Emergent electric-vehicle automaker NIO believes battery swapping makes sense for EVs and the company’s customers almost universally agree. In front of 10,000 guests at the 2018 NIO Day in mid-December, company founder and CEO William Li announced that 9,726 units of the company’s first vehicle, the ES8 SVU (above), had been delivered. And over 95% of those buyers chose to lease the battery, which is only possible with battery packs designed to be swapped out for recharging.
Swappable, leased batteries mean NIO can offer its EVs at a much lower up-front cost than other OEMs selling electric vehicles. NIO customers who opt to lease the battery reduce the cost of their EV by 100,000 RMB ($14,476 US). These ES8 buyers then pay a subscription fee, either 980 RMB ($142) per month or 10,800 RMB ($1,570) annually, to access NIO’s battery swap stations and other “Power Express” services, like a public charging network and the use of NIO’s Power Mobile charging trucks. A similarly priced subscription service will be available for buyers of the upcoming ES6 SUV EV.
The footprint for NIO’s battery-swap station is about the size of three parking spaces (45 square meters), including space to hold five battery packs in reserve. NIO also has plans for a five-space station that can hold more batteries in higher-demand locations. While the stations are designed to be fully automated in the future, for the first two years a NIO employee will be on site to maneuver cars in and out of the station. The actual battery swap takes three to five minutes, on average, with the entire process including maneuvering requiring around 10 minutes.
All NIO batteries use cells from Contemporary Amperex Technology (CATL). The only NIO pack currently available is a 70-kW·h lithium-ion unit that uses NCM523 ternary cathode material and has an energy density of 135 watt-hours per kilogram. A larger, 84-kW·h capacity pack with NCM811 ternary cathode material will be released alongside the ES6 later in 2019. More technical details about this pack will be revealed at a later time.
Both battery packs are the same size and have the same heat-management port, which allows the swap stations to put either pack into a ES6 or ES8 as long as the vehicle’s software parameters have been updated to account for the different cells. Today, some of NIO’s stations are used 20-30 times a day, others just once or twice, according to Feng Shen, NIO’s VP and chairman of quality management. He said that NIO is collecting usage data to determine which stations may need to be expanded or upgraded.
"It's easy to say, difficult to do," Shen said. "How you make sure that all the different vehicles handle all the different batteries is a very, very challenging technical target, but we are ahead of the world in this area." NIO has over 300 patents covering the tech in its swap stations.

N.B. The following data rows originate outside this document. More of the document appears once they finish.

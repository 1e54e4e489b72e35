//! One-shot notifications carried across a redirect.
//!
//! # Invariants
//! - A flash is returned by `take` at most once.
//! - At most `FLASH_CAPACITY` flashes are pending; the oldest is evicted.
//! - Tokens are random v4 UUIDs; one token reveals nothing about another.

use axum::http::header::COOKIE;
use axum::http::HeaderMap;
use std::collections::VecDeque;
use std::sync::{Mutex, PoisonError};
use uuid::Uuid;

pub const FLASH_COOKIE: &str = "bookshelf_flash";
pub const FLASH_CAPACITY: usize = 1024;

#[derive(Debug, Clone, Copy, PartialEq, Eq)]
pub enum FlashLevel {
    Success,
    Error,
}

impl FlashLevel {
    /// Bootstrap alert modifier.
    pub fn css_class(self) -> &'static str {
        match self {
            Self::Success => "success",
            Self::Error => "danger",
        }
    }
}

#[derive(Debug, Clone, PartialEq, Eq)]
pub struct Flash {
    pub level: FlashLevel,
    pub message: String,
}

impl Flash {
    pub fn success(message: impl Into<String>) -> Self {
        Self {
            level: FlashLevel::Success,
            message: message.into(),
        }
    }

    pub fn error(message: impl Into<String>) -> Self {
        Self {
            level: FlashLevel::Error,
            message: message.into(),
        }
    }
}

/// Server-side queue of pending flashes keyed by an opaque cookie token.
pub struct FlashStore {
    pending: Mutex<VecDeque<(String, Flash)>>,
    capacity: usize,
}

impl Default for FlashStore {
    fn default() -> Self {
        Self::with_capacity(FLASH_CAPACITY)
    }
}

impl FlashStore {
    pub fn with_capacity(capacity: usize) -> Self {
        Self {
            pending: Mutex::new(VecDeque::new()),
            capacity: capacity.max(1),
        }
    }

    /// Stores `flash` and returns the token that retrieves it.
    pub fn put(&self, flash: Flash) -> String {
        let token = Uuid::new_v4().simple().to_string();
        let mut pending = self.pending.lock().unwrap_or_else(PoisonError::into_inner);
        while pending.len() >= self.capacity {
            pending.pop_front();
        }
        pending.push_back((token.clone(), flash));
        token
    }

    /// Removes and returns the flash stored under `token`.
    pub fn take(&self, token: &str) -> Option<Flash> {
        let mut pending = self.pending.lock().unwrap_or_else(PoisonError::into_inner);
        let index = pending.iter().position(|(key, _)| key == token)?;
        pending.remove(index).map(|(_, flash)| flash)
    }

    pub fn len(&self) -> usize {
        self.pending
            .lock()
            .unwrap_or_else(PoisonError::into_inner)
            .len()
    }

    pub fn is_empty(&self) -> bool {
        self.len() == 0
    }
}

/// `Set-Cookie` value pointing the next request at `token`.
pub fn set_cookie(token: &str) -> String {
    format!("{FLASH_COOKIE}={token}; Path=/; HttpOnly; SameSite=Lax")
}

/// `Set-Cookie` value that expires the flash cookie.
pub fn clear_cookie() -> String {
    format!("{FLASH_COOKIE}=; Path=/; HttpOnly; SameSite=Lax; Max-Age=0")
}

/// Extracts the flash token from the request `Cookie` headers.
pub fn token_from_headers(headers: &HeaderMap) -> Option<String> {
    headers
        .get_all(COOKIE)
        .iter()
        .filter_map(|value| value.to_str().ok())
        .flat_map(|value| value.split(';'))
        .filter_map(|pair| pair.trim().split_once('='))
        .find(|(name, _)| *name == FLASH_COOKIE)
        .map(|(_, value)| value.trim().to_string())
        .filter(|value| !value.is_empty())
}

These patents cover precise positioning of the vehicle in the station, rapid removal of the pack, compact integration, and more.
Charging a full pack takes about one hour, and the 300-kW stations cool the batteries as they charge. NIO also monitors charging status and sends detailed information to its cloud while the company’s battery management system monitors the pack for faults in real time. NIO also has over-the-air update capabilities that can upgrade the software of the battery management units and cell supervising circuits and switch boxes.
NIO has installed 18 swap stations at 14 service areas along a 1,420-mile (2,285-km) route along the north-south G4 Expressway in eastern China. It also has stations installed around its joint production facility with JAC in Hefei and in Beijing, Shanghai, Chengdu, and other cities. NIO has had discussions with other automakers about having other EVs use the NIO battery swap stations, but no deals had been finalized as of early January 2019.